use std::cell::RefCell;
use std::rc::Rc;

use mqtt_codec::{self as codec, Packet, QoS, WriteTo};

/// Subscription request entry: topic filter plus maximum QoS.
#[derive(Debug, Clone, PartialEq)]
pub struct Topic {
    pub name: String,
    pub qos: QoS,
}

impl Topic {
    pub fn new<S: Into<String>>(name: S, qos: QoS) -> Self {
        Topic {
            name: name.into(),
            qos,
        }
    }
}

/// Progress of a subscribe or unsubscribe exchange.
#[derive(Debug, Clone, Copy, PartialEq, Eq)]
pub enum SubscribeStatus {
    /// Queued, bytes not yet fully on the wire.
    Preflight,
    /// Fully flushed, awaiting acknowledgement.
    Ack,
    /// Acknowledged.
    Done,
}

/// Progress of an outgoing publish exchange.
#[derive(Debug, Clone, Copy, PartialEq, Eq)]
pub enum PublishStatus {
    /// Queued, bytes not yet fully on the wire.
    Preflight,
    /// Fully flushed, awaiting PUBACK (QoS 1).
    Puback,
    /// Fully flushed, awaiting PUBREC (QoS 2).
    Pubrec,
    /// Completed.
    Done,
}

/// Handle returned by `Reactor::subscribe`.
///
/// Cheap to clone; the reactor advances `status` as the exchange
/// progresses.
#[derive(Debug, Clone)]
pub struct SubscribeTicket {
    inner: Rc<RefCell<SubscribeInner>>,
}

#[derive(Debug)]
struct SubscribeInner {
    packet_id: u16,
    topics: Vec<Topic>,
    status: SubscribeStatus,
}

impl SubscribeTicket {
    pub(crate) fn new(packet_id: u16, topics: Vec<Topic>) -> Self {
        SubscribeTicket {
            inner: Rc::new(RefCell::new(SubscribeInner {
                packet_id,
                topics,
                status: SubscribeStatus::Preflight,
            })),
        }
    }

    pub fn packet_id(&self) -> u16 {
        self.inner.borrow().packet_id
    }

    pub fn topics(&self) -> Vec<Topic> {
        self.inner.borrow().topics.clone()
    }

    pub fn topic_count(&self) -> usize {
        self.inner.borrow().topics.len()
    }

    pub fn status(&self) -> SubscribeStatus {
        self.inner.borrow().status
    }

    pub(crate) fn set_status(&self, status: SubscribeStatus) {
        self.inner.borrow_mut().status = status;
    }

    pub(crate) fn encode(&self, buf: &mut Vec<u8>) {
        let inner = self.inner.borrow();
        let subscriptions = inner
            .topics
            .iter()
            .map(|topic| (topic.name.as_str(), topic.qos))
            .collect();
        Packet::Subscribe(codec::Subscribe {
            packet_id: inner.packet_id,
            subscriptions,
        })
        .write_to(buf);
    }
}

/// Handle returned by `Reactor::unsubscribe`.
#[derive(Debug, Clone)]
pub struct UnsubscribeTicket {
    inner: Rc<RefCell<UnsubscribeInner>>,
}

#[derive(Debug)]
struct UnsubscribeInner {
    packet_id: u16,
    topics: Vec<String>,
    status: SubscribeStatus,
}

impl UnsubscribeTicket {
    pub(crate) fn new(packet_id: u16, topics: Vec<String>) -> Self {
        UnsubscribeTicket {
            inner: Rc::new(RefCell::new(UnsubscribeInner {
                packet_id,
                topics,
                status: SubscribeStatus::Preflight,
            })),
        }
    }

    pub fn packet_id(&self) -> u16 {
        self.inner.borrow().packet_id
    }

    pub fn topics(&self) -> Vec<String> {
        self.inner.borrow().topics.clone()
    }

    pub fn status(&self) -> SubscribeStatus {
        self.inner.borrow().status
    }

    pub(crate) fn set_status(&self, status: SubscribeStatus) {
        self.inner.borrow_mut().status = status;
    }

    pub(crate) fn encode(&self, buf: &mut Vec<u8>) {
        let inner = self.inner.borrow();
        let topic_filters = inner.topics.iter().map(String::as_str).collect();
        Packet::Unsubscribe(codec::Unsubscribe {
            packet_id: inner.packet_id,
            topic_filters,
        })
        .write_to(buf);
    }
}

/// Handle returned by `Reactor::publish`.
///
/// A QoS 0 publish completes when its bytes are flushed; QoS 1 on the
/// matching PUBACK; QoS 2 on the matching PUBCOMP.  The dupe flag is set
/// when the publish survives a session resume and will be retransmitted.
#[derive(Debug, Clone)]
pub struct PublishTicket {
    inner: Rc<RefCell<PublishInner>>,
}

#[derive(Debug)]
struct PublishInner {
    packet_id: u16,
    topic: String,
    payload: Vec<u8>,
    qos: QoS,
    retain: bool,
    dupe: bool,
    status: PublishStatus,
}

impl PublishTicket {
    pub(crate) fn new(packet_id: u16, topic: String, payload: Vec<u8>, qos: QoS, retain: bool) -> Self {
        PublishTicket {
            inner: Rc::new(RefCell::new(PublishInner {
                packet_id,
                topic,
                payload,
                qos,
                retain,
                dupe: false,
                status: PublishStatus::Preflight,
            })),
        }
    }

    pub fn packet_id(&self) -> u16 {
        self.inner.borrow().packet_id
    }

    pub fn topic(&self) -> String {
        self.inner.borrow().topic.clone()
    }

    pub fn payload(&self) -> Vec<u8> {
        self.inner.borrow().payload.clone()
    }

    pub fn qos(&self) -> QoS {
        self.inner.borrow().qos
    }

    pub fn retain(&self) -> bool {
        self.inner.borrow().retain
    }

    pub fn dupe(&self) -> bool {
        self.inner.borrow().dupe
    }

    pub fn status(&self) -> PublishStatus {
        self.inner.borrow().status
    }

    pub(crate) fn set_status(&self, status: PublishStatus) {
        self.inner.borrow_mut().status = status;
    }

    pub(crate) fn set_dupe(&self) {
        self.inner.borrow_mut().dupe = true;
    }

    pub(crate) fn encode(&self, buf: &mut Vec<u8>) {
        let inner = self.inner.borrow();
        let packet_id = if inner.qos > QoS::AtMostOnce {
            Some(inner.packet_id)
        } else {
            None
        };
        Packet::Publish(codec::Publish {
            dup: inner.dupe,
            qos: inner.qos,
            retain: inner.retain,
            topic: &inner.topic,
            packet_id,
            payload: &inner.payload,
        })
        .write_to(buf);
    }
}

::::::::

YOUR INSTRUCTIONS:
Would you be able to transcribe every line of the data exactly?

RESPONSE TO THIS EXERCISE:
use std::cell::RefCell;
use std::rc::Rc;

use mqtt_codec::{self as codec, Packet, QoS, WriteTo};

/// Subscription request entry: topic filter plus maximum QoS.
#[derive(Debug, Clone, PartialEq)]
pub struct Topic {
    pub name: String,
    pub qos: QoS,
}

impl Topic {
    pub fn new<S: Into<String>>(name: S, qos: QoS) -> Self {
        Topic {
            name: name.into(),
            qos,
        }
    }
}

/// Progress of a subscribe or unsubscribe exchange.
#[derive(Debug, Clone, Copy, PartialEq, Eq)]
pub enum SubscribeStatus {
    /// Queued, bytes not yet fully on the wire.
    Preflight,
    /// Fully flushed, awaiting acknowledgement.
    Ack,
    /// Acknowledged.
    Done,
}

/// Progress of an outgoing publish exchange.
#[derive(Debug, Clone, Copy, PartialEq, Eq)]
pub enum PublishStatus {
    /// Queued, bytes not yet fully on the wire.
    Preflight,
    /// Fully flushed, awaiting PUBACK (QoS 1).
    Puback,
    /// Fully flushed, awaiting PUBREC (QoS 2).
    Pubrec,
    /// Completed.
    Done,
}

/// Handle returned by `Reactor::subscribe`.
///
/// Cheap to clone; the reactor advances `status` as the exchange
/// progresses.
#[derive(Debug, Clone)]
pub struct SubscribeTicket {
    inner: Rc<RefCell<SubscribeInner>>,
}

#[derive(Debug)]
struct SubscribeInner {
    packet_id: u16,
    topics: Vec<Topic>,
    status: SubscribeStatus,
}

impl SubscribeTicket {
    pub(crate) fn new(packet_id: u16, topics: Vec<Topic>) -> Self {
        SubscribeTicket {
            inner: Rc::new(RefCell::new(SubscribeInner {
                packet_id,
                topics,
                status: SubscribeStatus::Preflight,
            })),
        }
    }

    pub fn packet_id(&self) -> u16 {
        self.inner.borrow().packet_id
    }

    pub fn topics(&self) -> Vec<Topic> {
        self.inner.borrow().topics.clone()
    }

    pub fn topic_count(&self) -> usize {
        self.inner.borrow().topics.len()
    }

    pub fn status(&self) -> SubscribeStatus {
        self.inner.borrow().status
    }

    pub(crate) fn set_status(&self, status: SubscribeStatus) {
        self.inner.borrow_mut().status = status;
    }

    pub(crate) fn encode(&self, buf: &mut Vec<u8>) {
        let inner = self.inner.borrow();
        let subscriptions = inner
            .topics
            .iter()
            .map(|topic| (topic.name.as_str(), topic.qos))
            .collect();
        Packet::Subscribe(codec::Subscribe {
            packet_id: inner.packet_id,
            subscriptions,
        })
        .write_to(buf);
    }
}

/// Handle returned by `Reactor::unsubscribe`.
#[derive(Debug, Clone)]
pub struct UnsubscribeTicket {
    inner: Rc<RefCell<UnsubscribeInner>>,
}

#[derive(Debug)]
struct UnsubscribeInner {
    packet_id: u16,
    topics: Vec<String>,
    status: SubscribeStatus,
}

impl UnsubscribeTicket {
    pub(crate) fn new(packet_id: u16, topics: Vec<String>) -> Self {
        UnsubscribeTicket {
            inner: Rc::new(RefCell::new(UnsubscribeInner {
                packet_id,
                topics,
                status: SubscribeStatus::Preflight,
            })),
        }
    }

    pub fn packet_id(&self) -> u16 {
        self.inner.borrow().packet_id
    }

    pub fn topics(&self) -> Vec<String> {
        self.inner.borrow().topics.clone()
    }

    pub fn status(&self) -> SubscribeStatus {
        self.inner.borrow().status
    }

    pub(crate) fn set_status(&self, status: SubscribeStatus) {
        self.inner.borrow_mut().status = status;
    }

    pub(crate) fn encode(&self, buf: &mut Vec<u8>) {
        let inner = self.inner.borrow();
        let topic_filters = inner.topics.iter().map(String::as_str).collect();
        Packet::Unsubscribe(codec::Unsubscribe {
            packet_id: inner.packet_id,
            topic_filters,
        })
        .write_to(buf);
    }
}

/// Handle returned by `Reactor::publish`.
///
/// A QoS 0 publish completes when its bytes are flushed; QoS 1 on the
/// matching PUBACK; QoS 2 on the matching PUBCOMP.  The dupe flag is set
/// when the publish survives a session resume and will be retransmitted.
#[derive(Debug, Clone)]
pub struct PublishTicket {
    inner: Rc<RefCell<PublishInner>>,
}

#[derive(Debug)]
struct PublishInner {
    packet_id: u16,
    topic: String,
    payload: Vec<u8>,
    qos: QoS,
    retain: bool,
    dupe: bool,
    status: PublishStatus,
}

impl PublishTicket {
    pub(crate) fn new(packet_id: u16, topic: String, payload: Vec<u8>, qos: QoS, retain: bool) -> Self {
        PublishTicket {
            inner: Rc::new(RefCell::new(PublishInner {
                packet_id,
                topic,
                payload,
                qos,
                retain,
                dupe: false,
                status: PublishStatus::Preflight,
            })),
        }
    }

    pub fn packet_id(&self) -> u16 {
        self.inner.borrow().packet_id
    }

    pub fn topic(&self) -> String {
        self.inner.borrow().topic.clone()
    }

    pub fn payload(&self) -> Vec<u8> {
        self.inner.borrow().payload.clone()
    }

    pub fn qos(&self) -> QoS {
        self.inner.borrow().qos
    }

    pub fn retain(&self) -> bool {
        self.inner.borrow().retain
    }

    pub fn dupe(&self) -> bool {
        self.inner.borrow().dupe
    }

    pub fn status(&self) -> PublishStatus {
        self.inner.borrow().status
    }

    pub(crate) fn set_status(&self, status: PublishStatus) {
        self.inner.borrow_mut().status = status;
    }

    pub(crate) fn set_dupe(&self) {
        self.inner.borrow_mut().dupe = true;
    }

    pub(crate) fn encode(&self, buf: &mut Vec<u8>) {
        let inner = self.inner.borrow();
        let packet_id = if inner.qos > QoS::AtMostOnce {
            Some(inner.packet_id)
        } else {
            None
        };
        Packet::Publish(codec::Publish {
            dup: inner.dupe,
            qos: inner.qos,
            retain: inner.retain,
            topic: &inner.topic,
            packet_id,
            payload: &inner.payload,
        })
        .write_to(buf);
    }
}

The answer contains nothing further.